ABOUT THIS EXERCISE: Collect each line of the records containing the string "bytes".

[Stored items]
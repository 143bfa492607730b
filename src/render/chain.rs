//! Ordered chain of processing units.
//!
//! Each slot owns one unit for the duration of a render and remembers whether
//! it is an instrument (fed MIDI, fills silence) or an effect (transforms
//! audio). All per-slot setup happens here, before the render loop starts.

use super::unit::{Configure, Configured, ParameterInfo, ProcessSetup, ProcessingUnit, UnitError};
use super::{AudioBlock, MidiBuffer};
use crate::midi::MidiMessage;
use tracing::{debug, info, warn};

/// Scratch block used to deliver setup-time SysEx.
const SYSEX_SCRATCH_CHANNELS: usize = 2;
const SYSEX_SCRATCH_SAMPLES: usize = 512;

/// Role of a unit in the chain.
#[derive(Debug, Clone, Copy, PartialEq, Eq)]
pub enum UnitKind {
    Instrument,
    Effect,
}

/// One configured unit in the chain.
pub struct ProcessingUnitSlot {
    name: String,
    kind: UnitKind,
    program: Option<usize>,
    unit: Box<dyn ProcessingUnit>,
}

impl std::fmt::Debug for ProcessingUnitSlot {
    fn fmt(&self, f: &mut std::fmt::Formatter<'_>) -> std::fmt::Result {
        f.debug_struct("ProcessingUnitSlot")
            .field("name", &self.name)
            .field("kind", &self.kind)
            .field("program", &self.program)
            .finish_non_exhaustive()
    }
}

impl ProcessingUnitSlot {
    pub fn new(name: impl Into<String>, kind: UnitKind, unit: Box<dyn ProcessingUnit>) -> Self {
        Self {
            name: name.into(),
            kind,
            program: None,
            unit,
        }
    }

    pub fn instrument(name: impl Into<String>, unit: Box<dyn ProcessingUnit>) -> Self {
        Self::new(name, UnitKind::Instrument, unit)
    }

    pub fn effect(name: impl Into<String>, unit: Box<dyn ProcessingUnit>) -> Self {
        Self::new(name, UnitKind::Effect, unit)
    }

    pub fn name(&self) -> &str {
        &self.name
    }

    pub fn kind(&self) -> UnitKind {
        self.kind
    }

    pub fn is_instrument(&self) -> bool {
        self.kind == UnitKind::Instrument
    }

    /// The program selected during setup, if any.
    pub fn program(&self) -> Option<usize> {
        self.program
    }

    /// Runs the unit over one block.
    pub fn process(&mut self, audio: &mut AudioBlock<'_>, midi: &MidiBuffer) {
        self.unit.process(audio, midi);
    }

    /// Negotiates sample rate, block size and channel layout.
    pub fn prepare(&mut self, setup: ProcessSetup) -> Result<(), UnitError> {
        debug!(slot = %self.name, ?setup, "preparing unit");
        self.unit.configure(Configure::Prepare(setup))?;
        Ok(())
    }

    /// Selects a program and returns its name.
    pub fn select_program(&mut self, index: usize) -> Result<String, UnitError> {
        let name = match self.unit.configure(Configure::SelectProgram(index))? {
            Configured::Program { name } => name,
            _ => format!("Program {}", index),
        };
        self.program = Some(index);
        info!(slot = %self.name, program = index, %name, "program selected");
        Ok(name)
    }

    /// Delivers a SysEx message through one `process` call on a scratch block.
    pub fn inject_sysex(&mut self, message: Vec<u8>) {
        let mut midi = MidiBuffer::new();
        let len = message.len();
        midi.add_event(MidiMessage::SysEx(message), 0);

        let mut scratch = vec![vec![0.0f32; SYSEX_SCRATCH_SAMPLES]; SYSEX_SCRATCH_CHANNELS];
        let mut block =
            AudioBlock::from_slices(scratch.iter_mut().map(|c| c.as_mut_slice()).collect());
        self.unit.process(&mut block, &midi);
        info!(slot = %self.name, bytes = len, "SysEx sent to unit");
    }

    /// Restores a raw state blob.
    pub fn load_state(&mut self, state: Vec<u8>) -> Result<(), UnitError> {
        let len = state.len();
        self.unit.configure(Configure::LoadState(state))?;
        info!(slot = %self.name, bytes = len, "state restored");
        Ok(())
    }

    /// Lists the unit's parameters with current values.
    pub fn parameters(&mut self) -> Result<Vec<ParameterInfo>, UnitError> {
        match self.unit.configure(Configure::DescribeParameters)? {
            Configured::Parameters(params) => Ok(params),
            _ => Ok(Vec::new()),
        }
    }

    /// Sets parameters by fuzzy name, in the order given.
    ///
    /// When two names match the same parameter the later one wins.
    ///
    /// # Returns
    ///
    /// The requested names that matched no parameter
    pub fn apply_parameters(
        &mut self,
        requested: &[(String, f32)],
    ) -> Result<Vec<String>, UnitError> {
        if requested.is_empty() {
            return Ok(Vec::new());
        }
        let params = self.parameters()?;
        let mut unmatched = Vec::new();

        for (name, value) in requested {
            let value = *value;
            match find_parameter(&params, name) {
                Some(param) => {
                    let applied = match self.unit.configure(Configure::SetParameter {
                        index: param.index,
                        value,
                    })? {
                        Configured::Parameter(info) => info.value,
                        _ => value,
                    };
                    info!(slot = %self.name, parameter = %param.name, value = applied, "parameter set");
                }
                None => {
                    warn!(slot = %self.name, parameter = %name, "parameter not found");
                    unmatched.push(name.clone());
                }
            }
        }
        Ok(unmatched)
    }
}

/// Finds the first parameter whose name equals `name` or contains it,
/// ignoring case.
pub fn find_parameter<'p>(params: &'p [ParameterInfo], name: &str) -> Option<&'p ParameterInfo> {
    let needle = name.to_lowercase();
    params
        .iter()
        .find(|p| p.name == name || p.name.to_lowercase().contains(&needle))
}

/// Units in processing order.
#[derive(Debug, Default)]
pub struct ProcessingUnitChain {
    slots: Vec<ProcessingUnitSlot>,
}

impl ProcessingUnitChain {
    pub fn new() -> Self {
        Self::default()
    }

    pub fn push(&mut self, slot: ProcessingUnitSlot) {
        self.slots.push(slot);
    }

    pub fn len(&self) -> usize {
        self.slots.len()
    }

    pub fn is_empty(&self) -> bool {
        self.slots.is_empty()
    }

    pub fn has_instrument(&self) -> bool {
        self.slots.iter().any(ProcessingUnitSlot::is_instrument)
    }

    pub fn slots(&self) -> &[ProcessingUnitSlot] {
        &self.slots
    }

    pub fn iter_mut(&mut self) -> impl Iterator<Item = &mut ProcessingUnitSlot> {
        self.slots.iter_mut()
    }
}
//! MIDI data structures for offline rendering.
//!
//! This module turns Standard MIDI Files into an absolute-time event list
//! that the block scheduler can window into per-block buffers. It also
//! provides a small SMF writer used for generating test material, and file
//! utilities for checking, splitting and transposing input files.

mod analysis;
mod message;
mod midi_export;
mod timeline;
mod tools;

pub use analysis::{
    ChannelSummary, TimelineSummary, ValidationError, ValidationReport, DENSE_EVENTS_PER_SECOND,
    MAX_RENDER_SECONDS,
};
pub use message::MidiMessage;
pub use midi_export::{
    create_drum_pattern, create_scale, create_test_midi, write_midi_file, ScaleKind, TickEvent,
    UnknownScale, DEFAULT_TICKS_PER_QUARTER,
};
pub use timeline::{MidiParseError, MidiTimeline, TimedEvent, HANGING_NOTE_GRACE_SECONDS};
pub use tools::{
    extract_channels, transpose_file, validate_file, MidiToolError, DRUM_CHANNEL,
    MAX_TRANSPOSE_SEMITONES,
};

/// Standard MIDI note names for display purposes.
/// Maps MIDI note number (0-127) to note name within an octave.
pub const NOTE_NAMES: [&str; 12] = [
    "C", "C#", "D", "D#", "E", "F", "F#", "G", "G#", "A", "A#", "B",
];

/// Tempo assumed until the first tempo meta event: 120 BPM.
pub const DEFAULT_MICROSECONDS_PER_QUARTER: u32 = 500_000;

/// Converts a MIDI note number to a human-readable note name with octave.
///
/// # Arguments
///
/// * `note` - MIDI note number (0-127)
///
/// # Returns
///
/// String representation like "C4" or "F#5"
///
/// # Examples
///
/// ```
/// use vstrender::midi::note_to_name;
///
/// let name = note_to_name(60); // Middle C
/// assert_eq!(name, "C4");
/// ```
pub fn note_to_name(note: u8) -> String {
    if note > 127 {
        return "Invalid".to_string();
    }
    let octave = (note / 12) as i8 - 1; // MIDI octave convention
    let note_index = (note % 12) as usize;
    format!("{}{}", NOTE_NAMES[note_index], octave)
}

/// Converts a tick position to seconds using a single tempo value.
///
/// # Arguments
///
/// * `ticks` - Absolute tick position
/// * `ticks_per_quarter` - File resolution (PPQ)
/// * `microseconds_per_quarter` - Tempo in effect for the conversion
pub fn ticks_to_seconds(ticks: u64, ticks_per_quarter: u16, microseconds_per_quarter: u32) -> f64 {
    let seconds_per_quarter = microseconds_per_quarter as f64 / 1_000_000.0;
    ticks as f64 / ticks_per_quarter as f64 * seconds_per_quarter
}

/// Converts a microseconds-per-quarter tempo value to beats per minute.
pub fn tempo_to_bpm(microseconds_per_quarter: u32) -> f64 {
    if microseconds_per_quarter == 0 {
        return 0.0;
    }
    60_000_000.0 / microseconds_per_quarter as f64
}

SOLUTION:
        info!(slot = %self.name, bytes = len, "SysEx sent to unit");
        info!(slot = %self.name, bytes = len, "state restored");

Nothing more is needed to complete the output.